Agenda for Teaching Committee Meeting - 28 July 2000
- Second year CS program is in a mess because the CS students are
not well placed to take COMP2021 in first session (they have no
hardware background, unlike the CE students taking COMP2021 in
first session). This means that they have difficulty choosing
enough courses in first session. John Shepherd will introduce
the discussion. Balancing numbers in COMP2011 between the two
sessions is also a potential problem.
- Special facilities for special teaching needs. There are proposals
for an alpha cluster for Distributed Systems COMP9243 and
for a Mac lab for COMP9511/COMP3511. These are in large part FC
concerns, but the TC should comment on the degree of need for
these facilities from the teaching perspective.
Case for HCI lab.
- Plagiarism handling policy. Should we have a database of
previous plagiarism cases? What penalties should there be
for repeat offenders?
- Summer session 2001: what courses will we offer? Presumably,
we will run COMP1021 as usual. Frequently in the past we have
run the graphics course COMP9701.
John Albani's comment
- COMP9022 in second sessions. We are currently feeling the displeasure
of PG students who have been forced to enrol in COMP2021 in second
session because COMP9022 is currently only run in first session.

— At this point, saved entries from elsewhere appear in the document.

use crate::camera::{Pinch, Point, Viewport, clamp_zoom, touch_distance};
use crate::consts::{LONG_PRESS_MS, TAP_MAX_MS, TOUCH_DRAG_THRESHOLD};
use crate::doc::{BoxId, BoxIdAllocator, Document, LayoutBox};
use crate::gateway::LayoutSnapshot;
use crate::geometry::{clamp_axis, next_insertion_point, snap_to_grid};
use crate::hit::hit_test;
use crate::input::{Button, InteractionState, Key, Modifiers, TouchPoint, UiState, WheelDelta};
use crate::palette::pick_color;

/// Actions returned from input handlers for the host to process.
#[derive(Debug, Clone, PartialEq)]
pub enum Action {
    BoxAdded(LayoutBox),
    BoxMoved { id: BoxId, x: f64, y: f64 },
    BoxDeleted { id: BoxId },
    TextCommitted { id: BoxId, text: String },
    /// Show a label editor for `id`, pre-filled with `text`.
    EditStarted { id: BoxId, text: String, in_list: bool },
    /// Hide the label editor.
    EditEnded,
    SelectionChanged(Option<BoxId>),
    HoverChanged(Option<BoxId>),
    ZoomChanged(f64),
    PanChanged(Point),
    ThemeChanged(bool),
    Cleared,
    /// Bring the list entry / canvas box for `id` into view.
    ScrollIntoView(BoxId),
    SetCursor(&'static str),
}

impl Action {
    /// Whether the action changed persisted state.
    #[must_use]
    pub fn is_mutation(&self) -> bool {
        matches!(
            self,
            Self::BoxAdded(_)
                | Self::BoxMoved { .. }
                | Self::BoxDeleted { .. }
                | Self::TextCommitted { .. }
                | Self::ZoomChanged(_)
                | Self::PanChanged(_)
                | Self::ThemeChanged(_)
                | Self::Cleared
        )
    }
}

/// Whether any action in a batch requires a local save.
#[must_use]
pub fn needs_save(actions: &[Action]) -> bool {
    actions.iter().any(Action::is_mutation)
}

/// Core engine state: all logic that doesn't depend on the DOM.
///
/// Separated from the browser `Engine` so it can be tested natively.
pub struct EngineCore {
    pub doc: Document,
    pub viewport: Viewport,
    pub ui: UiState,
    pub input: InteractionState,
    /// Screen position of the canvas container's top-left corner.
    pub container_origin: Point,
    /// Container width in screen pixels.
    pub container_width: f64,
    /// Container height in screen pixels.
    pub container_height: f64,
    ids: BoxIdAllocator,
}

impl Default for EngineCore {
    fn default() -> Self {
        Self {
            doc: Document::new(),
            viewport: Viewport::default(),
            ui: UiState::default(),
            input: InteractionState::default(),
            container_origin: Point::default(),
            container_width: 0.0,
            container_height: 0.0,
            ids: BoxIdAllocator::default(),
        }
    }
}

Should we reconsider on this? Should all/popular/core PG courses
have repeat lectures so that they are available day and evening?
Particularly UG/PG pairs like COMP3231/9201, COMP3131/9102,
COMP3111/9008, COMP3121/9101 (using second session examples)?
John Shepherd will introduce the discussion.
- The TC's attention is drawn to the fact that a competitor,
Sydney University, runs a
talented student program. Should we be doing this as well?
Comments.
- The School of Physics has a person, the "Physics Friend" who
I am told spends her full time sorting out students' problems
and giving course advice (particularly in difficult areas such
as double degrees). Should we be taking this approach too?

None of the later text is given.